■ Task directions:
Transcribe the records that follow, preserving every word.

Source information Start Marker

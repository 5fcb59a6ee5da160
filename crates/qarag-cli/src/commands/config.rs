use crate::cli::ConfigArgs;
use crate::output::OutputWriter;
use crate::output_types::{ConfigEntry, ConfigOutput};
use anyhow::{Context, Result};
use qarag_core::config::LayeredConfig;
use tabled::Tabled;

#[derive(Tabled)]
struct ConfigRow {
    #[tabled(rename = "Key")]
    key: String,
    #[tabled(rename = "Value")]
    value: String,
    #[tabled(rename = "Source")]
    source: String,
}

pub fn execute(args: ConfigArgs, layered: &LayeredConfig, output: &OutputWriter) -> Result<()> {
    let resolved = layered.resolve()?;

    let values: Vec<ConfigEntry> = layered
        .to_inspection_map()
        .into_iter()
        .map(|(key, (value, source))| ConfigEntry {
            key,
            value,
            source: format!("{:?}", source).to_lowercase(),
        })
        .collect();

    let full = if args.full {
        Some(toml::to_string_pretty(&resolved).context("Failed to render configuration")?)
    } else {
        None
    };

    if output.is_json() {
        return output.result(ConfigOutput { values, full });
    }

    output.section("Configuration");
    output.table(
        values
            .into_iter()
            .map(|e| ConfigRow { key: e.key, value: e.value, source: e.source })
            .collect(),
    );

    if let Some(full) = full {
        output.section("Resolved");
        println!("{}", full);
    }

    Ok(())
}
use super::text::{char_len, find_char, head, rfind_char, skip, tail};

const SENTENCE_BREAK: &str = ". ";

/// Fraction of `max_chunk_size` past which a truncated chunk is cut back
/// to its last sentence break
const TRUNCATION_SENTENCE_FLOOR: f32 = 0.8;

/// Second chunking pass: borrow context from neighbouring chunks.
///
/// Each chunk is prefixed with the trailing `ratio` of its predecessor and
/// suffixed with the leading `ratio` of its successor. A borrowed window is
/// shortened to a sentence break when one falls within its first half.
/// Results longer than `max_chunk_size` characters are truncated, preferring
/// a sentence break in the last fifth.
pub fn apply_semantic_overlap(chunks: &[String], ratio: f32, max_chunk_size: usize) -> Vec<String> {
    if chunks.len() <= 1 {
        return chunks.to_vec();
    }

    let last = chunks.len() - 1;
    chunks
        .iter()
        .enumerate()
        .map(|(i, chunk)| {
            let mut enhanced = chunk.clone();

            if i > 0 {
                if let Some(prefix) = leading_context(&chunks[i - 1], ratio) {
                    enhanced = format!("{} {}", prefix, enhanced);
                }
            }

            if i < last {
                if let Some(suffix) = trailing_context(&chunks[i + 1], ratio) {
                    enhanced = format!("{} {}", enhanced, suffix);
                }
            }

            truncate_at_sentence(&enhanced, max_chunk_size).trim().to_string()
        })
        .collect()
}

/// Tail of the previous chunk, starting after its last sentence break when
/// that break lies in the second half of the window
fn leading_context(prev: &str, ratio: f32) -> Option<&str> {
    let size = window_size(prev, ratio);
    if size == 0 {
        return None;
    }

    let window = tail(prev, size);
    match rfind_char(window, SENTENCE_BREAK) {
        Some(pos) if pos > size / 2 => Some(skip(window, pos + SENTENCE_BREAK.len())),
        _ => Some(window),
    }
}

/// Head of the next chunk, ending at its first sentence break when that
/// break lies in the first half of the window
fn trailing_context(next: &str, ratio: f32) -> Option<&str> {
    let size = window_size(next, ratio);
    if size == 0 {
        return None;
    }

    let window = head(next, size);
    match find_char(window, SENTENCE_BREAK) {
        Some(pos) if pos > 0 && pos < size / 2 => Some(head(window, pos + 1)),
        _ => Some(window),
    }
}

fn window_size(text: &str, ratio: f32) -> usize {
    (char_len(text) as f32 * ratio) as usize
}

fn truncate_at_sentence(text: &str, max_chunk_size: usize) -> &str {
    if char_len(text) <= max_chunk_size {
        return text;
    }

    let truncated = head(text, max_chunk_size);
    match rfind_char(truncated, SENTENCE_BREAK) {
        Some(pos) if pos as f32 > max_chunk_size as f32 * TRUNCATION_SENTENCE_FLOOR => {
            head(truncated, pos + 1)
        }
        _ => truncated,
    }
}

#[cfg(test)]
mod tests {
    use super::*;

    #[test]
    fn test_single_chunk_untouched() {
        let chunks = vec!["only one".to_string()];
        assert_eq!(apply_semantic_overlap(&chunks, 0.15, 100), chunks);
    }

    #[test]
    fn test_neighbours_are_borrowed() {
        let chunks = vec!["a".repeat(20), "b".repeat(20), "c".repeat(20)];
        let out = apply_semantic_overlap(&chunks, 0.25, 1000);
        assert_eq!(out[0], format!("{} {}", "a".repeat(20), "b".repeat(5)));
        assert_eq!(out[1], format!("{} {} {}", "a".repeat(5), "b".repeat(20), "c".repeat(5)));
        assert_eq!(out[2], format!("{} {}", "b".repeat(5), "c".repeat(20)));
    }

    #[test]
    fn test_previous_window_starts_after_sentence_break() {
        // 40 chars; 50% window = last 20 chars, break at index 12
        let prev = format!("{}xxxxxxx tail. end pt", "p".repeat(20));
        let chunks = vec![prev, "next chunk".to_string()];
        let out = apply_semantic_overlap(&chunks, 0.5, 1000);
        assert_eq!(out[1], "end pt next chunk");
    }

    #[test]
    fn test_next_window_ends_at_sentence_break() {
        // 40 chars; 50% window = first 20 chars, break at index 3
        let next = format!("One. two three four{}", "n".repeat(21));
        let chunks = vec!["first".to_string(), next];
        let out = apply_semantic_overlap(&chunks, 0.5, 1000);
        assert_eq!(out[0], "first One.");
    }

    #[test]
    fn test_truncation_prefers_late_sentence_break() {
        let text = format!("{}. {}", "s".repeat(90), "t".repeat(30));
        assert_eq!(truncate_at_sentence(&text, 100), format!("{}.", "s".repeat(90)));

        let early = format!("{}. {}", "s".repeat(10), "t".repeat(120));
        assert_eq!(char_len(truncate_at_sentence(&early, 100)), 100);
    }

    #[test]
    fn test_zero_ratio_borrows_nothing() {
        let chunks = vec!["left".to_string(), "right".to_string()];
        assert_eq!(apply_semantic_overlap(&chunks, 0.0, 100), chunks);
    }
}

Source information End Marker

■ Response for this exercise:
repository 5fcb59a6ee5da160
filename crates/qarag-cli/src/commands/config.rs
use crate::cli::ConfigArgs;
use crate::output::OutputWriter;
use crate::output_types::{ConfigEntry, ConfigOutput};
use anyhow::{Context, Result};
use qarag_core::config::LayeredConfig;
use tabled::Tabled;

#[derive(Tabled)]
struct ConfigRow {
    #[tabled(rename = "Key")]
    key: String,
    #[tabled(rename = "Value")]
    value: String,
    #[tabled(rename = "Source")]
    source: String,
}

pub fn execute(args: ConfigArgs, layered: &LayeredConfig, output: &OutputWriter) -> Result<()> {
    let resolved = layered.resolve()?;

    let values: Vec<ConfigEntry> = layered
        .to_inspection_map()
        .into_iter()
        .map(|(key, (value, source))| ConfigEntry {
            key,
            value,
            source: format!("{:?}", source).to_lowercase(),
        })
        .collect();

    let full = if args.full {
        Some(toml::to_string_pretty(&resolved).context("Failed to render configuration")?)
    } else {
        None
    };

    if output.is_json() {
        return output.result(ConfigOutput { values, full });
    }

    output.section("Configuration");
    output.table(
        values
            .into_iter()
            .map(|e| ConfigRow { key: e.key, value: e.value, source: e.source })
            .collect(),
    );

    if let Some(full) = full {
        output.section("Resolved");
        println!("{}", full);
    }

    Ok(())
}
use super::text::{char_len, find_char, head, rfind_char, skip, tail};

const SENTENCE_BREAK: &str = ". ";

/// Fraction of `max_chunk_size` past which a truncated chunk is cut back
/// to its last sentence break
const TRUNCATION_SENTENCE_FLOOR: f32 = 0.8;

/// Second chunking pass: borrow context from neighbouring chunks.
///
/// Each chunk is prefixed with the trailing `ratio` of its predecessor and
/// suffixed with the leading `ratio` of its successor. A borrowed window is
/// shortened to a sentence break when one falls within its first half.
/// Results longer than `max_chunk_size` characters are truncated, preferring
/// a sentence break in the last fifth.
pub fn apply_semantic_overlap(chunks: &[String], ratio: f32, max_chunk_size: usize) -> Vec<String> {
    if chunks.len() <= 1 {
        return chunks.to_vec();
    }

    let last = chunks.len() - 1;
    chunks
        .iter()
        .enumerate()
        .map(|(i, chunk)| {
            let mut enhanced = chunk.clone();

            if i > 0 {
                if let Some(prefix) = leading_context(&chunks[i - 1], ratio) {
                    enhanced = format!("{} {}", prefix, enhanced);
                }
            }

            if i < last {
                if let Some(suffix) = trailing_context(&chunks[i + 1], ratio) {
                    enhanced = format!("{} {}", enhanced, suffix);
                }
            }

            truncate_at_sentence(&enhanced, max_chunk_size).trim().to_string()
        })
        .collect()
}

/// Tail of the previous chunk, starting after its last sentence break when
/// that break lies in the second half of the window
fn leading_context(prev: &str, ratio: f32) -> Option<&str> {
    let size = window_size(prev, ratio);
    if size == 0 {
        return None;
    }

    let window = tail(prev, size);
    match rfind_char(window, SENTENCE_BREAK) {
        Some(pos) if pos > size / 2 => Some(skip(window, pos + SENTENCE_BREAK.len())),
        _ => Some(window),
    }
}

/// Head of the next chunk, ending at its first sentence break when that
/// break lies in the first half of the window
fn trailing_context(next: &str, ratio: f32) -> Option<&str> {
    let size = window_size(next, ratio);
    if size == 0 {
        return None;
    }

    let window = head(next, size);
    match find_char(window, SENTENCE_BREAK) {
        Some(pos) if pos > 0 && pos < size / 2 => Some(head(window, pos + 1)),
        _ => Some(window),
    }
}

fn window_size(text: &str, ratio: f32) -> usize {
    (char_len(text) as f32 * ratio) as usize
}

fn truncate_at_sentence(text: &str, max_chunk_size: usize) -> &str {
    if char_len(text) <= max_chunk_size {
        return text;
    }

    let truncated = head(text, max_chunk_size);
    match rfind_char(truncated, SENTENCE_BREAK) {
        Some(pos) if pos as f32 > max_chunk_size as f32 * TRUNCATION_SENTENCE_FLOOR => {
            head(truncated, pos + 1)
        }
        _ => truncated,
    }
}

#[cfg(test)]
mod tests {
    use super::*;

    #[test]
    fn test_single_chunk_untouched() {
        let chunks = vec!["only one".to_string()];
        assert_eq!(apply_semantic_overlap(&chunks, 0.15, 100), chunks);
    }

    #[test]
    fn test_neighbours_are_borrowed() {
        let chunks = vec!["a".repeat(20), "b".repeat(20), "c".repeat(20)];
        let out = apply_semantic_overlap(&chunks, 0.25, 1000);
        assert_eq!(out[0], format!("{} {}", "a".repeat(20), "b".repeat(5)));
        assert_eq!(out[1], format!("{} {} {}", "a".repeat(5), "b".repeat(20), "c".repeat(5)));
        assert_eq!(out[2], format!("{} {}", "b".repeat(5), "c".repeat(20)));
    }

    #[test]
    fn test_previous_window_starts_after_sentence_break() {
        // 40 chars; 50% window = last 20 chars, break at index 12
        let prev = format!("{}xxxxxxx tail. end pt", "p".repeat(20));
        let chunks = vec![prev, "next chunk".to_string()];
        let out = apply_semantic_overlap(&chunks, 0.5, 1000);
        assert_eq!(out[1], "end pt next chunk");
    }

    #[test]
    fn test_next_window_ends_at_sentence_break() {
        // 40 chars; 50% window = first 20 chars, break at index 3
        let next = format!("One. two three four{}", "n".repeat(21));
        let chunks = vec!["first".to_string(), next];
        let out = apply_semantic_overlap(&chunks, 0.5, 1000);
        assert_eq!(out[0], "first One.");
    }

    #[test]
    fn test_truncation_prefers_late_sentence_break() {
        let text = format!("{}. {}", "s".repeat(90), "t".repeat(30));
        assert_eq!(truncate_at_sentence(&text, 100), format!("{}.", "s".repeat(90)));

        let early = format!("{}. {}", "s".repeat(10), "t".repeat(120));
        assert_eq!(char_len(truncate_at_sentence(&early, 100)), 100);
    }

    #[test]
    fn test_zero_ratio_borrows_nothing() {
        let chunks = vec!["left".to_string(), "right".to_string()];
        assert_eq!(apply_semantic_overlap(&chunks, 0.0, 100), chunks);
    }
}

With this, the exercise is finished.